[Aim of the exercise]:
Set down exactly the lines of the records from the top to the line containing "handler never runs."; include both.

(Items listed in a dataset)
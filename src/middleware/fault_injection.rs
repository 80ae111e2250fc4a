//! Chaos middleware: rejects a share of requests at random.
//!
//! The middleware is installed as a route layer, so it sees only requests
//! that matched a route and runs before the handler. Each non-exempt
//! request draws a uniform integer in `1..=100`; a draw strictly below the
//! threshold rejects the request with `400 Chaos got your request` and the
//! handler never runs.

use std::sync::{Arc, Mutex, PoisonError};

use axum::extract::{Request, State};
use axum::middleware::Next;
use axum::response::{IntoResponse, Response};
use rand::rngs::StdRng;
use rand::{Rng, SeedableRng};

use crate::error::ServiceError;
use crate::telemetry::TraceSegment;

/// Fault injection settings.
#[derive(Debug, Clone, PartialEq, Eq)]
pub struct ChaosSettings {
    /// Master switch.
    pub enabled: bool,
    /// Draws strictly below this value reject the request.
    pub threshold: u32,
    /// Paths containing this substring are never rejected. Empty exempts
    /// nothing.
    pub exempt_marker: String,
    /// Fixed generator seed; OS entropy when `None`.
    pub seed: Option<u64>,
}

impl Default for ChaosSettings {
    fn default() -> Self {
        Self {
            enabled: true,
            threshold: 20,
            exempt_marker: "init".to_string(),
            seed: None,
        }
    }
}

/// Decides which requests to reject.
///
/// The generator is shared by every worker; the lock is held for a single
/// draw. With a fixed seed the sequence of draws is reproducible, but under
/// concurrency the assignment of draws to requests is not.
#[derive(Debug)]
pub struct FaultInjector {
    settings: ChaosSettings,
    rng: Mutex<StdRng>,
}

impl FaultInjector {
    /// Creates an injector, seeding its generator from `settings.seed`.
    #[must_use]
    pub fn new(settings: ChaosSettings) -> Self {
        let rng = match settings.seed {
            Some(seed) => StdRng::seed_from_u64(seed),
            None => StdRng::from_entropy(),
        };
        Self {
            settings,
            rng: Mutex::new(rng),
        }
    }

    /// Active settings.
    #[must_use]
    pub const fn settings(&self) -> &ChaosSettings {
        &self.settings
    }

    /// Returns `true` if requests to `path` are never rejected.
    #[must_use]
    pub fn is_exempt(&self, path: &str) -> bool {
        let marker = self.settings.exempt_marker.as_str();
        !marker.is_empty() && path.contains(marker)
    }

    /// Draws the next uniform integer in `1..=100`.
    pub fn draw(&self) -> u32 {
        self.rng
            .lock()
            .unwrap_or_else(PoisonError::into_inner)
            .gen_range(1..=100)
    }

    /// Decides the fate of one request to `path`.
    ///
    /// Exempt paths and a disabled injector consume no draw.
    pub fn should_reject(&self, path: &str) -> bool {
        if !self.settings.enabled || self.is_exempt(path) {
            return false;
        }
        self.draw() < self.settings.threshold
    }
}

/// Rejects the request when the injector says so.
///
/// A rejected request is annotated `fault_injected = true` on its trace
/// segment and logged on the `chaos` target, apart from genuine failures.
pub async fn inject_faults(
    State(injector): State<Arc<FaultInjector>>,
    req: Request,
    next: Next,
) -> Response {
    if injector.should_reject(req.uri().path()) {
        if let Some(segment) = req.extensions().get::<TraceSegment>() {
            segment.put_annotation("fault_injected", true);
        }
        tracing::info!(
            target: "chaos",
            method = %req.method(),
            path = %req.uri().path(),
            threshold = injector.settings().threshold,
            "request rejected by fault injection"
        );
        return ServiceError::ChaosInjected.into_response();
    }
    next.run(req).await
}

#[cfg(test)]
mod tests {
    use super::*;

    fn injector(threshold: u32, seed: u64) -> FaultInjector {
        FaultInjector::new(ChaosSettings {
            threshold,
            seed: Some(seed),
            ..ChaosSettings::default()
        })
    }

    #[test]
    fn same_seed_gives_same_sequence() {
        let a = injector(20, 17);
        let b = injector(20, 17);
        let first: Vec<u32> = (0..50).map(|_| a.draw()).collect();
        let second: Vec<u32> = (0..50).map(|_| b.draw()).collect();
        assert_eq!(first, second);
    }

    #[test]
    fn draws_stay_within_one_to_hundred() {
        let chaos = injector(20, 17);
        for _ in 0..10_000 {
            let draw = chaos.draw();
            assert!((1..=100).contains(&draw));
        }
    }

    #[test]
    fn init_paths_are_exempt() {
        let chaos = injector(101, 17);
        assert!(!chaos.should_reject("/init"));
        assert!(chaos.should_reject("/posts"));
        assert!(chaos.should_reject("/"));
    }

    #[test]
    fn empty_marker_exempts_nothing() {
        let chaos = FaultInjector::new(ChaosSettings {
            threshold: 101,
            exempt_marker: String::new(),
            seed: Some(17),
            ..ChaosSettings::default()
        });
        assert!(chaos.should_reject("/init"));
    }

    #[test]
    fn threshold_bounds() {
        let never = injector(0, 17);
        let always = injector(101, 17);
        let one = injector(1, 17);
        for _ in 0..1_000 {
            assert!(!never.should_reject("/posts"));
            assert!(always.should_reject("/posts"));
            assert!(!one.should_reject("/posts"));
        }
    }

    #[test]
    fn disabled_injector_never_rejects() {
        let chaos = FaultInjector::new(ChaosSettings {
            enabled: false,
            threshold: 101,
            seed: Some(17),
            ..ChaosSettings::default()
        });
        assert!(!chaos.should_reject("/posts"));
    }

    #[test]
    #[allow(clippy::cast_precision_loss)]
    fn rejection_rate_converges_to_threshold() {
        // Draws 1..=19 reject, so the expected rate is 19%.
        let chaos = injector(20, 17);
        let samples = 100_000;
        let rejected = (0..samples).filter(|_| chaos.should_reject("/posts")).count();
        let rate = rejected as f64 / f64::from(samples);
        assert!((rate - 0.19).abs() < 0.01, "observed rate {rate}");
    }
}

[Exercise response]:
filename src/middleware/fault_injection.rs
repository 80ae111e2250fc4a
//! Chaos middleware: rejects a share of requests at random.
//!
//! The middleware is installed as a route layer, so it sees only requests
//! that matched a route and runs before the handler. Each non-exempt
//! request draws a uniform integer in `1..=100`; a draw strictly below the
//! threshold rejects the request with `400 Chaos got your request` and the
//! handler never runs.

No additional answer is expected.